Scott Gowans is a former Australian rules football coach who coached in the AFL Women's (AFLW). Gowans served as senior coach of the North Melbourne Football Club from 2019 to 2020 and the Sydney Swans from season 7 to 2025.

==Coaching career==
Gowans coached senior local men's football in West Gippsland as an assistant with Longwarry in the Ellinbank & District Football League in 2013 and 2014, before becoming senior coach during the 2015 and 2016 seasons.

In 2015 and 2016 he also served as the inaugural head coach of the Dandenong Stingrays women's academy side, including in the Stingrays 2016 Youth Girls Academy Challenge premiership win.

Gowans coached the Victoria Country side at the 2016 AFL Youth Girls National Championships before winning the national title with the same side at the 2017 Championships.

Gowans coached Diamond Creek to a grand final appearance in the VFL Women's competition in 2017.

Gowans served as an assistant coach for Carlton during the inaugural 2017 AFL Women's season.

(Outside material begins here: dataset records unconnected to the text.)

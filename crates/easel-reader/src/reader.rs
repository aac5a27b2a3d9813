//! Token stream → AST.
//!
//! Parenthesised prefix forms: `(let name value)`, `(def name (params)
//! body...)`, `(op lhs rhs)` for the binary operators (a lone operand
//! after `-` reads as unary minus), and `(callee args...)` for
//! applications. Atoms stand alone.

use easel_core::{EaselError, Expr, ModuleAst, Span};

use crate::lexer::{tokenize, SpannedToken, Token};

pub fn read_module(name: &str, source: &str) -> Result<ModuleAst, EaselError> {
    let tokens = tokenize(source)?;
    let mut reader = Reader { tokens, pos: 0 };
    let mut module = ModuleAst::new(name);
    while !reader.at_end() {
        module.exprs.push(reader.form()?);
    }
    Ok(module)
}

struct Reader {
    tokens: Vec<SpannedToken>,
    pos: usize,
}

impl Reader {
    fn at_end(&self) -> bool {
        self.pos >= self.tokens.len()
    }

    fn last_span(&self) -> Span {
        self.tokens
            .last()
            .map(|t| t.span)
            .unwrap_or_else(|| Span::point(1, 1))
    }

    fn peek(&self) -> Option<&Token> {
        self.tokens.get(self.pos).map(|t| &t.token)
    }

    fn next(&mut self) -> Result<SpannedToken, EaselError> {
        let tok = self
            .tokens
            .get(self.pos)
            .cloned()
            .ok_or_else(|| EaselError::parse("unexpected end of input", self.last_span()))?;
        self.pos += 1;
        Ok(tok)
    }

    fn expect_rparen(&mut self, opened: Span) -> Result<(), EaselError> {
        match self.next() {
            Ok(SpannedToken {
                token: Token::RParen,
                ..
            }) => Ok(()),
            Ok(t) => Err(EaselError::parse(
                format!("expected ')' for form opened at {opened}"),
                t.span,
            )),
            Err(_) => Err(EaselError::parse("missing ')'", opened)),
        }
    }

    fn ident(&mut self, what: &str) -> Result<String, EaselError> {
        let tok = self.next()?;
        match tok.token {
            Token::Ident(name) => Ok(name),
            other => Err(EaselError::parse(
                format!("expected {what}, got {other:?}"),
                tok.span,
            )),
        }
    }

    fn form(&mut self) -> Result<Expr, EaselError> {
        let tok = self.next()?;
        match tok.token {
            Token::Int(v) => Ok(Expr::Int(v)),
            Token::Float(v) => Ok(Expr::Float(v)),
            Token::Str(s) => Ok(Expr::Str(s)),
            Token::Ident(name) => Ok(Expr::Ident(name)),
            Token::LParen => self.compound(tok.span),
            other => Err(EaselError::parse(
                format!("unexpected token {other:?}"),
                tok.span,
            )),
        }
    }

    fn compound(&mut self, opened: Span) -> Result<Expr, EaselError> {
        let head = self.next()?;
        match head.token {
            Token::Let => {
                let name = self.ident("a variable name after 'let'")?;
                let value = self.form()?;
                self.expect_rparen(opened)?;
                Ok(Expr::Let {
                    name,
                    value: Box::new(value),
                })
            }

            Token::Def => {
                let name = self.ident("a function name after 'def'")?;
                let params_open = self.next()?;
                if params_open.token != Token::LParen {
                    return Err(EaselError::parse(
                        "expected a parameter list after the function name",
                        params_open.span,
                    ));
                }
                let mut params = Vec::new();
                let mut variadic = false;
                loop {
                    let tok = self.next()?;
                    match tok.token {
                        Token::RParen => break,
                        Token::Ident(p) => {
                            if variadic {
                                return Err(EaselError::parse(
                                    "no parameters may follow '...'",
                                    tok.span,
                                ));
                            }
                            params.push(p);
                        }
                        Token::Ellipsis => {
                            if variadic {
                                return Err(EaselError::parse("duplicate '...'", tok.span));
                            }
                            variadic = true;
                        }
                        other => {
                            return Err(EaselError::parse(
                                format!("unexpected token {other:?} in parameter list"),
                                tok.span,
                            ));
                        }
                    }
                }
                let mut body = Vec::new();
                while self.peek() != Some(&Token::RParen) {
                    if self.at_end() {
                        return Err(EaselError::parse("missing ')'", opened));
                    }
                    body.push(self.form()?);
                }
                self.expect_rparen(opened)?;
                Ok(Expr::Def {
                    name,
                    params,
                    variadic,
                    body,
                })
            }

            Token::Operator(op) => {
                let lhs = self.form()?;
                // A single operand after '-' is unary negation.
                if op == easel_core::BinaryOp::Sub && self.peek() == Some(&Token::RParen) {
                    self.expect_rparen(opened)?;
                    return Ok(Expr::Neg(Box::new(lhs)));
                }
                let rhs = self.form()?;
                self.expect_rparen(opened)?;
                Ok(Expr::binary(op, lhs, rhs))
            }

            Token::Ident(callee) => {
                let mut args = Vec::new();
                while self.peek() != Some(&Token::RParen) {
                    if self.at_end() {
                        return Err(EaselError::parse("missing ')'", opened));
                    }
                    args.push(self.form()?);
                }
                self.expect_rparen(opened)?;
                Ok(Expr::Call { callee, args })
            }

            other => Err(EaselError::parse(
                format!("a form cannot start with {other:?}"),
                head.span,
            )),
        }
    }
}

#[cfg(test)]
mod tests {
    use super::*;
    use easel_core::BinaryOp;

    fn read(src: &str) -> ModuleAst {
        read_module("test", src).unwrap()
    }

    #[test]
    fn atoms_and_binary_forms() {
        let m = read("42 (+ 1 2) \"hi\"");
        assert_eq!(m.exprs.len(), 3);
        assert_eq!(m.exprs[0], Expr::Int(42));
        assert_eq!(
            m.exprs[1],
            Expr::binary(BinaryOp::Add, Expr::Int(1), Expr::Int(2))
        );
        assert_eq!(m.exprs[2], Expr::Str("hi".into()));
    }

    #[test]
    fn let_and_reference() {
        let m = read("(let x (* 3 4)) x");
        assert_eq!(
            m.exprs[0],
            Expr::Let {
                name: "x".into(),
                value: Box::new(Expr::binary(BinaryOp::Mul, Expr::Int(3), Expr::Int(4))),
            }
        );
        assert_eq!(m.exprs[1], Expr::Ident("x".into()));
    }

    #[test]
    fn def_with_body() {
        let m = read("(def square (x) (* x x))");
        assert_eq!(
            m.exprs[0],
            Expr::Def {
                name: "square".into(),
                params: vec!["x".into()],
                variadic: false,
                body: vec![Expr::binary(
                    BinaryOp::Mul,
                    Expr::Ident("x".into()),
                    Expr::Ident("x".into())
                )],
            }
        );
    }

    #[test]
    fn variadic_def() {
        let m = read("(def f (xs ...) xs)");
        match &m.exprs[0] {
            Expr::Def {
                params, variadic, ..
            } => {
                assert_eq!(params, &vec!["xs".to_string()]);
                assert!(variadic);
            }
            other => panic!("expected def, got {other:?}"),
        }
    }

    #[test]
    fn unary_and_binary_minus() {
        let m = read("(- 5) (- 7 2)");
        assert_eq!(m.exprs[0], Expr::Neg(Box::new(Expr::Int(5))));
        assert_eq!(
            m.exprs[1],
            Expr::binary(BinaryOp::Sub, Expr::Int(7), Expr::Int(2))
        );
    }

    #[test]
    fn nested_calls() {
        let m = read("(draw (circle 0 0 5) \"red\")");
        assert_eq!(
            m.exprs[0],
            Expr::Call {
                callee: "draw".into(),
                args: vec![
                    Expr::Call {
                        callee: "circle".into(),
                        args: vec![Expr::Int(0), Expr::Int(0), Expr::Int(5)],
                    },
                    Expr::Str("red".into()),
                ],
            }
        );
    }

    #[test]
    fn parse_errors() {
        assert!(read_module("t", "(let 5 5)").is_err());
        assert!(read_module("t", "(+ 1 2").is_err());
        assert!(read_module("t", ")").is_err());
        assert!(read_module("t", "(def f (a ... b) a)").is_err());
        assert!(read_module("t", "(5 6)").is_err());
    }
}
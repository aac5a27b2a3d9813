//! Instruction dispatch, the main loop, and the collector.

use std::rc::Rc;

use easel_core::EaselError;
use hashbrown::HashMap;

use crate::frame::Frame;
use crate::heap::Heap;
use crate::module::{ExecutionModule, Instruction};
use crate::object::{FunctionObject, UserFunction, VmObjectKind, VmRef};
use crate::opcodes::Opcode;

/// Instructions between garbage-collection pauses.
pub const GC_INTERVAL: u64 = 10_000_000;

#[derive(Debug, Clone, Copy, PartialEq, Eq)]
pub enum VmStatus {
    Initialized,
    Running,
    Gc,
    Exited,
    Panic,
}

/// Host hook resolving a module name for `LOAD_MODULE`.
pub type ModuleLoader = Box<dyn Fn(&str) -> Result<ExecutionModule, EaselError>>;

/// Whether the active frame's instruction pointer should advance after
/// an instruction. `Stay` is used when a new frame was pushed: the
/// deferred advance lands on the caller when the matching return
/// executes.
enum Flow {
    Advance,
    Stay,
}

pub struct VirtualMachine {
    heap: Heap,
    status: VmStatus,
    globals: HashMap<String, VmRef>,
    modules: HashMap<String, VmRef>,
    frames: Vec<Frame>,
    loader: Option<ModuleLoader>,
    exit_status: Option<i64>,
    instructions_retired: u64,
    panic_message: Option<String>,
}

fn unsigned_operand(value: i16, what: &str) -> Result<usize, EaselError> {
    usize::try_from(value).map_err(|_| {
        EaselError::vm_panic(format!("{what} operand must be nonnegative, got {value}"))
    })
}

/// `EQUAL` semantics: different kinds are unequal; numbers and strings
/// compare by value (strings shortcut on identity); everything else,
/// including the Boolean singletons, compares by identity.
fn values_equal(a: &VmRef, b: &VmRef) -> bool {
    use VmObjectKind::*;
    match (&a.kind, &b.kind) {
        (Integer(x), Integer(y)) => x == y,
        (Float(x), Float(y)) => x == y,
        (Str(x), Str(y)) => a.id() == b.id() || x == y,
        (Boolean(_), Boolean(_))
        | (Null, Null)
        | (Array(_), Array(_))
        | (Map(_), Map(_))
        | (Function(_), Function(_))
        | (Module(_), Module(_)) => a.id() == b.id(),
        _ => false,
    }
}
//! AST → bytecode lowering.
//!
//! Operands of this instruction set are absolute stack indices and
//! binary operators do not consume their inputs, so the lowering tracks
//! the compile-time stack depth: every expression leaves exactly one
//! result at a known index (plus dead intermediates below it), call
//! arguments are re-`DUP`ed to the stack top to make them contiguous,
//! and each statement ends with a `POPN` back to its entry depth.
//!
//! Name resolution order: parameter, module function, `let`-bound module
//! variable, global (which is where host bindings live).

use easel_core::{BinaryOp, EaselError, Expr, ModuleAst};
use hashbrown::{HashMap, HashSet};

use crate::emit::ModuleBuilder;
use crate::module::ExecutionModule;
use crate::opcodes::Opcode;

pub fn lower_module(ast: &ModuleAst) -> Result<ExecutionModule, EaselError> {
    Lowering::new(ast)?.lower(ast)
}

struct Lowering {
    builder: ModuleBuilder,
    module_vars: HashSet<String>,
    functions: HashMap<String, usize>,
    params: HashMap<String, i16>,
    depth: usize,
}

impl Lowering {
    fn new(ast: &ModuleAst) -> Result<Self, EaselError> {
        let mut functions = HashMap::new();
        let mut module_vars = HashSet::new();
        for expr in &ast.exprs {
            if let Expr::Def { name, .. } = expr {
                if functions.insert(name.clone(), functions.len()).is_some() {
                    return Err(EaselError::lower(format!(
                        "function '{name}' is defined twice"
                    )));
                }
            }
        }
        for expr in &ast.exprs {
            collect_let_names(expr, &mut module_vars);
        }
        Ok(Lowering {
            builder: ModuleBuilder::new(ast.name.clone()),
            module_vars,
            functions,
            params: HashMap::new(),
            depth: 0,
        })
    }

    fn lower(mut self, ast: &ModuleAst) -> Result<ExecutionModule, EaselError> {
        for expr in &ast.exprs {
            if let Expr::Def {
                name,
                params,
                variadic,
                body,
            } = expr
            {
                self.lower_function(name, params, *variadic, body)?;
            }
        }

        let top_level: Vec<&Expr> = ast
            .exprs
            .iter()
            .filter(|e| !matches!(e, Expr::Def { .. }))
            .collect();
        let begin = self.builder.next_offset();
        self.builder.emit(Opcode::BeginFunction, 0, 0);
        self.params.clear();
        self.depth = 0;
        self.lower_body(&top_level)?;
        self.builder.emit(Opcode::EndFunction, 0, 0);
        let idx = self.builder.add_function("__init__", begin, false);
        self.builder.set_initializer(idx);

        Ok(self.builder.finish())
    }

    fn lower_function(
        &mut self,
        name: &str,
        params: &[String],
        variadic: bool,
        body: &[Expr],
    ) -> Result<(), EaselError> {
        if variadic && params.len() != 1 {
            return Err(EaselError::lower(format!(
                "variadic function '{name}' must take exactly one rest parameter"
            )));
        }
        self.params.clear();
        for (i, p) in params.iter().enumerate() {
            let idx = -(i as i16) - 1;
            if self.params.insert(p.clone(), idx).is_some() {
                return Err(EaselError::lower(format!(
                    "duplicate parameter '{p}' in function '{name}'"
                )));
            }
        }
        self.depth = 0;

        let begin = self.builder.next_offset();
        self.builder.emit(Opcode::BeginFunction, 0, 0);
        let body_refs: Vec<&Expr> = body.iter().collect();
        self.lower_body(&body_refs)?;
        self.builder.emit(Opcode::EndFunction, 0, 0);
        self.builder.add_function(name, begin, variadic);
        Ok(())
    }

    /// Lower a statement sequence ending with `RET` of the last value
    /// (or `RETNULL` for an empty body).
    fn lower_body(&mut self, body: &[&Expr]) -> Result<(), EaselError> {
        if body.is_empty() {
            self.builder.emit(Opcode::RetNull, 0, 0);
            return Ok(());
        }
        let last = body.len() - 1;
        for (i, stmt) in body.iter().enumerate() {
            if i == last {
                let result = self.lower_expr(stmt)?;
                self.builder.emit(Opcode::Ret, result, 0);
            } else {
                let mark = self.depth;
                self.lower_expr(stmt)?;
                let garbage = self.depth - mark;
                if garbage > 0 {
                    self.builder
                        .emit(Opcode::PopN, operand(garbage)?, 0);
                    self.depth = mark;
                }
            }
        }
        Ok(())
    }

    /// Lower one expression; returns the stack index of its result.
    fn lower_expr(&mut self, expr: &Expr) -> Result<i16, EaselError> {
        match expr {
            Expr::Int(v) => {
                let k = self.builder.intern_integer(*v)?;
                self.builder.emit(Opcode::PushInt, k, 0);
                self.push_one()
            }
            Expr::Float(v) => {
                let k = self.builder.intern_float(*v)?;
                self.builder.emit(Opcode::PushFlt, k, 0);
                self.push_one()
            }
            Expr::Str(s) => {
                let k = self.builder.intern_string(s)?;
                self.builder.emit(Opcode::PushStr, k, 0);
                self.push_one()
            }

            Expr::Ident(name) => self.lower_name_load(name),

            Expr::Neg(inner) => {
                let k = self.builder.intern_integer(0)?;
                self.builder.emit(Opcode::PushInt, k, 0);
                let zero = self.push_one()?;
                let value = self.lower_expr(inner)?;
                self.builder.emit(Opcode::Sub, zero, value);
                self.push_one()
            }

            Expr::Binary { op, lhs, rhs } => {
                let opcode = binary_opcode(*op).ok_or_else(|| {
                    EaselError::lower(format!(
                        "operator '{}' has no bytecode equivalent",
                        op.symbol()
                    ))
                })?;
                let l = self.lower_expr(lhs)?;
                let r = self.lower_expr(rhs)?;
                self.builder.emit(opcode, l, r);
                self.push_one()
            }

            Expr::Let { name, value } => {
                let k = self.builder.intern_string(name)?;
                self.builder.emit(Opcode::PushStr, k, 0);
                let name_idx = self.push_one()?;
                let value_idx = self.lower_expr(value)?;
                self.builder
                    .emit(Opcode::ModuleSetVar, name_idx, value_idx);
                Ok(value_idx)
            }

            Expr::Call { callee, args } => self.lower_call(callee, args),

            Expr::Def { name, .. } => Err(EaselError::lower(format!(
                "nested definition of '{name}' is not supported"
            ))),
        }
    }

    fn lower_name_load(&mut self, name: &str) -> Result<i16, EaselError> {
        if let Some(&param) = self.params.get(name) {
            self.builder.emit(Opcode::Dup, param, 0);
            return self.push_one();
        }
        if self.functions.contains_key(name) {
            return Err(EaselError::lower(format!(
                "function '{name}' can only be called, not used as a value"
            )));
        }
        let k = self.builder.intern_string(name)?;
        self.builder.emit(Opcode::PushStr, k, 0);
        let name_idx = self.push_one()?;
        let op = if self.module_vars.contains(name) {
            Opcode::ModuleGetVar
        } else {
            Opcode::GlobalGetVar
        };
        self.builder.emit(op, name_idx, 0);
        self.push_one()
    }

    fn lower_call(&mut self, callee: &str, args: &[Expr]) -> Result<i16, EaselError> {
        let argc = operand(args.len())?;

        // Callee resolved through a parameter or a variable: evaluate it
        // before the arguments, CALL through its stack index.
        let callee_idx = if self.params.contains_key(callee) || !self.functions.contains_key(callee)
        {
            Some(self.lower_name_load(callee)?)
        } else {
            None
        };

        let mut results = Vec::with_capacity(args.len());
        for arg in args {
            results.push(self.lower_expr(arg)?);
        }
        // Re-dup the argument results so they are the top n values.
        for r in results {
            self.builder.emit(Opcode::Dup, r, 0);
            self.push_one()?;
        }

        match callee_idx {
            Some(idx) => {
                self.builder.emit(Opcode::Call, idx, argc);
                self.push_one()
            }
            None => {
                let fidx = operand(self.functions[callee])?;
                self.builder.emit(Opcode::CallModuleFunc, fidx, argc);
                self.push_one()?; // the function, seated under the arguments
                self.push_one() // the return value, on top
            }
        }
    }

    /// Account for one pushed value; returns its stack index.
    fn push_one(&mut self) -> Result<i16, EaselError> {
        let idx = operand(self.depth)?;
        self.depth += 1;
        Ok(idx)
    }
}

fn operand(value: usize) -> Result<i16, EaselError> {
    i16::try_from(value).map_err(|_| EaselError::lower("expression too deep for operand width"))
}

fn collect_let_names(expr: &Expr, vars: &mut HashSet<String>) {
    match expr {
        Expr::Let { name, value } => {
            vars.insert(name.clone());
            collect_let_names(value, vars);
        }
        Expr::Neg(inner) => collect_let_names(inner, vars),
        Expr::Binary { lhs, rhs, .. } => {
            collect_let_names(lhs, vars);
            collect_let_names(rhs, vars);
        }
        Expr::Call { args, .. } => {
            for a in args {
                collect_let_names(a, vars);
            }
        }
        Expr::Def { body, .. } => {
            for e in body {
                collect_let_names(e, vars);
            }
        }
        _ => {}
    }
}

fn binary_opcode(op: BinaryOp) -> Option<Opcode> {
    Some(match op {
        BinaryOp::Add => Opcode::Add,
        BinaryOp::Sub => Opcode::Sub,
        BinaryOp::Mul => Opcode::Mul,
        BinaryOp::Div => Opcode::Div,
        BinaryOp::Mod => Opcode::Mod,
        BinaryOp::Lt => Opcode::Less,
        BinaryOp::Gt => Opcode::Greater,
        BinaryOp::Le => Opcode::LessEq,
        BinaryOp::Ge => Opcode::GreaterEq,
        BinaryOp::Eq => Opcode::Equal,
        BinaryOp::Ne => Opcode::Inequal,
        BinaryOp::And => Opcode::LogicalAnd,
        BinaryOp::Or => Opcode::LogicalOr,
        BinaryOp::Shl
        | BinaryOp::Shr
        | BinaryOp::BitXor
        | BinaryOp::BitOr
        | BinaryOp::BitNot
        | BinaryOp::BitAnd => return None,
    })
}

#[cfg(test)]
mod tests {
    use super::*;
    use crate::vm::VirtualMachine;

    fn run(ast: &ModuleAst) -> i64 {
        let module = lower_module(ast).expect("lowering failed");
        let mut vm = VirtualMachine::new();
        vm.execute_module(module).expect("execution failed")
    }

    #[test]
    fn literal_exit_status() {
        let mut ast = ModuleAst::new("m");
        ast.exprs.push(Expr::Int(42));
        assert_eq!(run(&ast), 42);
    }

    #[test]
    fn arithmetic_tree() {
        // (2 + 3) * 7 = 35
        let mut ast = ModuleAst::new("m");
        ast.exprs.push(Expr::binary(
            BinaryOp::Mul,
            Expr::binary(BinaryOp::Add, Expr::Int(2), Expr::Int(3)),
            Expr::Int(7),
        ));
        assert_eq!(run(&ast), 35);
    }

    #[test]
    fn let_binding_and_reuse() {
        // (let x 6) then x * x
        let mut ast = ModuleAst::new("m");
        ast.exprs.push(Expr::Let {
            name: "x".into(),
            value: Box::new(Expr::Int(6)),
        });
        ast.exprs.push(Expr::binary(
            BinaryOp::Mul,
            Expr::Ident("x".into()),
            Expr::Ident("x".into()),
        ));
        assert_eq!(run(&ast), 36);
    }

    #[test]
    fn function_call_with_arguments() {
        // (def add2 (a b) (+ a b)) ; (add2 19 23)
        let mut ast = ModuleAst::new("m");
        ast.exprs.push(Expr::Def {
            name: "add2".into(),
            params: vec!["a".into(), "b".into()],
            variadic: false,
            body: vec![Expr::binary(
                BinaryOp::Add,
                Expr::Ident("a".into()),
                Expr::Ident("b".into()),
            )],
        });
        ast.exprs.push(Expr::Call {
            callee: "add2".into(),
            args: vec![Expr::Int(19), Expr::Int(23)],
        });
        assert_eq!(run(&ast), 42);
    }

    #[test]
    fn nested_calls_keep_arguments_contiguous() {
        // (def add2 (a b) (+ a b)) ; (add2 (add2 1 2) (add2 3 4)) = 10
        let def = Expr::Def {
            name: "add2".into(),
            params: vec!["a".into(), "b".into()],
            variadic: false,
            body: vec![Expr::binary(
                BinaryOp::Add,
                Expr::Ident("a".into()),
                Expr::Ident("b".into()),
            )],
        };
        let inner1 = Expr::Call {
            callee: "add2".into(),
            args: vec![Expr::Int(1), Expr::Int(2)],
        };
        let inner2 = Expr::Call {
            callee: "add2".into(),
            args: vec![Expr::Int(3), Expr::Int(4)],
        };
        let mut ast = ModuleAst::new("m");
        ast.exprs.push(def);
        ast.exprs.push(Expr::Call {
            callee: "add2".into(),
            args: vec![inner1, inner2],
        });
        assert_eq!(run(&ast), 10);
    }

    #[test]
    fn unary_minus() {
        let mut ast = ModuleAst::new("m");
        ast.exprs.push(Expr::binary(
            BinaryOp::Sub,
            Expr::Int(2),
            Expr::Neg(Box::new(Expr::Int(40))),
        ));
        assert_eq!(run(&ast), 42);
    }

    #[test]
    fn bitwise_operator_is_rejected() {
        let mut ast = ModuleAst::new("m");
        ast.exprs.push(Expr::binary(BinaryOp::Shl, Expr::Int(1), Expr::Int(3)));
        assert!(lower_module(&ast).is_err());
    }

    #[test]
    fn host_function_call_through_globals() {
        let mut ast = ModuleAst::new("m");
        ast.exprs.push(Expr::Call {
            callee: "seven".into(),
            args: vec![],
        });
        let module = lower_module(&ast).unwrap();
        let mut vm = VirtualMachine::new();
        vm.bind_host_function("seven", |heap, frame| {
            let v = heap.alloc_integer(7);
            frame.push(v);
            Ok(1)
        });
        assert_eq!(vm.execute_module(module).unwrap(), 7);
    }
}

In October 2017, Gowans was appointed as the inaugural coach of North Melbourne's new AFL Women's team, to enter the competition during the 2019 season. In 2018 Gowan crossed to become the head coach of Melbourne University in the VFL Women's competition, as part of the club's partnership with AFLW club, .

On 4 June 2020, Gowans' contract with the North Melbourne Football Club was not renewed.

In October 2020, Gowans joined Collingwood as a senior assistant coach in charge of the midfield.

In February 2022, Gowans was announced as the inaugural senior coach of the Sydney Swans in the AFL Women's competition.

In November 2025, Gowans resigned from his role as the Head Coach of the Sydney Swans, after a ninth-place finish in AFLW Season 10.